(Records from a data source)
──────────────────────────────

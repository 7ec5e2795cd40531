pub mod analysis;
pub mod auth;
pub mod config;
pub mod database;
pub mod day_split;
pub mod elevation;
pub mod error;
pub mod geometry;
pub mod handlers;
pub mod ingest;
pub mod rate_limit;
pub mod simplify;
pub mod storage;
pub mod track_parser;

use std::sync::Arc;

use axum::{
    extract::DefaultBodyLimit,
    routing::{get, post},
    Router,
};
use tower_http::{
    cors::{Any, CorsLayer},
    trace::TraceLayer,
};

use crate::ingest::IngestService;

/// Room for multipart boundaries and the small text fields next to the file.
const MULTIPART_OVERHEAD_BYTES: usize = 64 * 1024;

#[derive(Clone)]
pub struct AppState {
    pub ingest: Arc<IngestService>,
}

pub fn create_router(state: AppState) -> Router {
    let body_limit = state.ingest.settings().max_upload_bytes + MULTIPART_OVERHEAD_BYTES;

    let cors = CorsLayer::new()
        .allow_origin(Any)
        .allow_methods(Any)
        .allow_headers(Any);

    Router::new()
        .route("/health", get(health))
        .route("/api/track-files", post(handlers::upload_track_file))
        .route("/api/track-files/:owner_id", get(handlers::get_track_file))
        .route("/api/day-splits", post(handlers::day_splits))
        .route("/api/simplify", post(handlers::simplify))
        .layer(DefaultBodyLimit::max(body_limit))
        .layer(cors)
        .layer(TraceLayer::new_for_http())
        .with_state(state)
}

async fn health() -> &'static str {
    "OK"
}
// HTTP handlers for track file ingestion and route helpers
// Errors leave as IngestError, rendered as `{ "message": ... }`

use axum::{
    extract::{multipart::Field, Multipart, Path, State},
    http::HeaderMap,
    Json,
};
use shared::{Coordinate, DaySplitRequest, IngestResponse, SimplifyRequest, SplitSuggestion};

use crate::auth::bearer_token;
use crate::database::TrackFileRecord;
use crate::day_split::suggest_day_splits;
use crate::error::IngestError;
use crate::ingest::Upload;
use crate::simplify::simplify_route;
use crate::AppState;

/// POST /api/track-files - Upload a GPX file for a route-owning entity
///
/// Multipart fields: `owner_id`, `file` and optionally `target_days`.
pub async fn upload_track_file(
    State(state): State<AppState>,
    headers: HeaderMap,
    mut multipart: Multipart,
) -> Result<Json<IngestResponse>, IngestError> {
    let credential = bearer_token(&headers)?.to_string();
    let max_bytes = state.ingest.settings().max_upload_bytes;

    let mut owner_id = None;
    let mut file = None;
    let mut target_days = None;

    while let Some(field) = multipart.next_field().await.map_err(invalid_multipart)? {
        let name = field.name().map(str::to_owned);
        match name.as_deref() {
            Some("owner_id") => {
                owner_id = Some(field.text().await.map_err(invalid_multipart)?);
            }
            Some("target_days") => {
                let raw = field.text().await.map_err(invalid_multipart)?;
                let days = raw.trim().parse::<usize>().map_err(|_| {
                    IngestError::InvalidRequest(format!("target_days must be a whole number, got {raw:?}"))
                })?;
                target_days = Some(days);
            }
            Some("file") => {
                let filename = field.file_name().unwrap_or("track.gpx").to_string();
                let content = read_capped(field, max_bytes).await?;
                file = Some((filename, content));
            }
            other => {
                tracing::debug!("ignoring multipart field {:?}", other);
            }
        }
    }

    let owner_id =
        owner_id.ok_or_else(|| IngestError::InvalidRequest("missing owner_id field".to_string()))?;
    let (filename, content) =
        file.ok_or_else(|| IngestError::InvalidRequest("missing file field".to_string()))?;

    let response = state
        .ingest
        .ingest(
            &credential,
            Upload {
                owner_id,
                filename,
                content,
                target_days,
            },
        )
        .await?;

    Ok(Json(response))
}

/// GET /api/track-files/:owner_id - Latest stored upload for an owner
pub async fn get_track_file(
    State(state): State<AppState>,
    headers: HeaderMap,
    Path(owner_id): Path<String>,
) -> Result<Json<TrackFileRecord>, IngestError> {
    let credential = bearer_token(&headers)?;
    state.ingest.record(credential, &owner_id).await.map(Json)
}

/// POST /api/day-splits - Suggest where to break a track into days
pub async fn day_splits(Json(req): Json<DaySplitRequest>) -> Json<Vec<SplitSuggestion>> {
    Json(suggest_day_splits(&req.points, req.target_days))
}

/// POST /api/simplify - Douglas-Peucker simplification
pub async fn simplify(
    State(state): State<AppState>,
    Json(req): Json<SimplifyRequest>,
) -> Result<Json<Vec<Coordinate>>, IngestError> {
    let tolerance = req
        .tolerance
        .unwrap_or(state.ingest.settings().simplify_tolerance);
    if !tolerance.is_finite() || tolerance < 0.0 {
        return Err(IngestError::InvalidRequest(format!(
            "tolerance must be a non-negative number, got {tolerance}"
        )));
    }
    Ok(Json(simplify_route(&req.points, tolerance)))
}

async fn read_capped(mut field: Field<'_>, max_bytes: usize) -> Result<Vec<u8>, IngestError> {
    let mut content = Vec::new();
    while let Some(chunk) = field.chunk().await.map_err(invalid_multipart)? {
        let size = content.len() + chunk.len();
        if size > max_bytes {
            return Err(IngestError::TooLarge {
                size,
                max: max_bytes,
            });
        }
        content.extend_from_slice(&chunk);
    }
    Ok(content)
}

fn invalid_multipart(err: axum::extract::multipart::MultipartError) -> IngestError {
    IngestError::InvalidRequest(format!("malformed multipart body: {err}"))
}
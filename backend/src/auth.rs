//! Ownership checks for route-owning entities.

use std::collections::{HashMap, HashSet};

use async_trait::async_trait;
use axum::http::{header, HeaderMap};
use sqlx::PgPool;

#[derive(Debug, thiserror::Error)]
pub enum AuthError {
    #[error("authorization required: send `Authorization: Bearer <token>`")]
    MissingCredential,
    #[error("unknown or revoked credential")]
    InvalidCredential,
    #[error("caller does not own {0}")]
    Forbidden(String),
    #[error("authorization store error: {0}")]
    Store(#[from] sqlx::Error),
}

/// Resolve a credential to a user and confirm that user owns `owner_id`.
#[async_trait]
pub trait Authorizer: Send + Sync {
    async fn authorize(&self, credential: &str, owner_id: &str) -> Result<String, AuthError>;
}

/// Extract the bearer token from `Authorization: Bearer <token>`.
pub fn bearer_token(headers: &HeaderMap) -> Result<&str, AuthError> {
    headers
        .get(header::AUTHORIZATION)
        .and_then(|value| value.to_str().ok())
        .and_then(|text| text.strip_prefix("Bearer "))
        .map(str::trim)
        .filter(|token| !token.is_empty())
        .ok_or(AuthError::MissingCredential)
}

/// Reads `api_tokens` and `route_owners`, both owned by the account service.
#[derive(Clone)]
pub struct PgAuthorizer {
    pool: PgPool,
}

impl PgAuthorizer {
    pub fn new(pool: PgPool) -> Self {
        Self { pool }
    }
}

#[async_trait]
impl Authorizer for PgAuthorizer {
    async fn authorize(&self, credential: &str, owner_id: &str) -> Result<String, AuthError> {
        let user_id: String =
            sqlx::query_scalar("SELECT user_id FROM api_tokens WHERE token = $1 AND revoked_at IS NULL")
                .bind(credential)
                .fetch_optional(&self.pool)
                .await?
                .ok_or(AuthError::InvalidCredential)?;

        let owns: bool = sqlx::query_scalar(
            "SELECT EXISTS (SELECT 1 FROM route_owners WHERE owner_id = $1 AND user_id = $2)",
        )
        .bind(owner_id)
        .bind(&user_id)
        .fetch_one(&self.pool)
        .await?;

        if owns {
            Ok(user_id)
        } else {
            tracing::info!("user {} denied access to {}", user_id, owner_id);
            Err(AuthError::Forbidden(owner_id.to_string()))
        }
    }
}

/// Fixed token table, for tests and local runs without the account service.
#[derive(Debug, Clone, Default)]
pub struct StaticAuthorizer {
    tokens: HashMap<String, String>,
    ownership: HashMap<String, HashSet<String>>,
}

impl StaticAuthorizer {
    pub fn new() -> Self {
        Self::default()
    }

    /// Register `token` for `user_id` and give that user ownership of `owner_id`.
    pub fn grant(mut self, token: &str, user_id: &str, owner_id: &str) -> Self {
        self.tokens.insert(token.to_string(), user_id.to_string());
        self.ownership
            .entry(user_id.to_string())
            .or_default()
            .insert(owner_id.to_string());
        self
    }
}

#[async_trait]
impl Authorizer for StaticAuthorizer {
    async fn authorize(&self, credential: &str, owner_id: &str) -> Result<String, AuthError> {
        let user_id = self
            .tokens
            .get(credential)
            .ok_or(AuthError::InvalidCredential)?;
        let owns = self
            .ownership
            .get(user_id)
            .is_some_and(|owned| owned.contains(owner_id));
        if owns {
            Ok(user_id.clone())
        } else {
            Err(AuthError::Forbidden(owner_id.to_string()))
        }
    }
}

──────────────────────────────

Look through the entries above. Extract each line with the word "InvalidCredential".

    InvalidCredential,
                .ok_or(AuthError::InvalidCredential)?;
            .ok_or(AuthError::InvalidCredential)?;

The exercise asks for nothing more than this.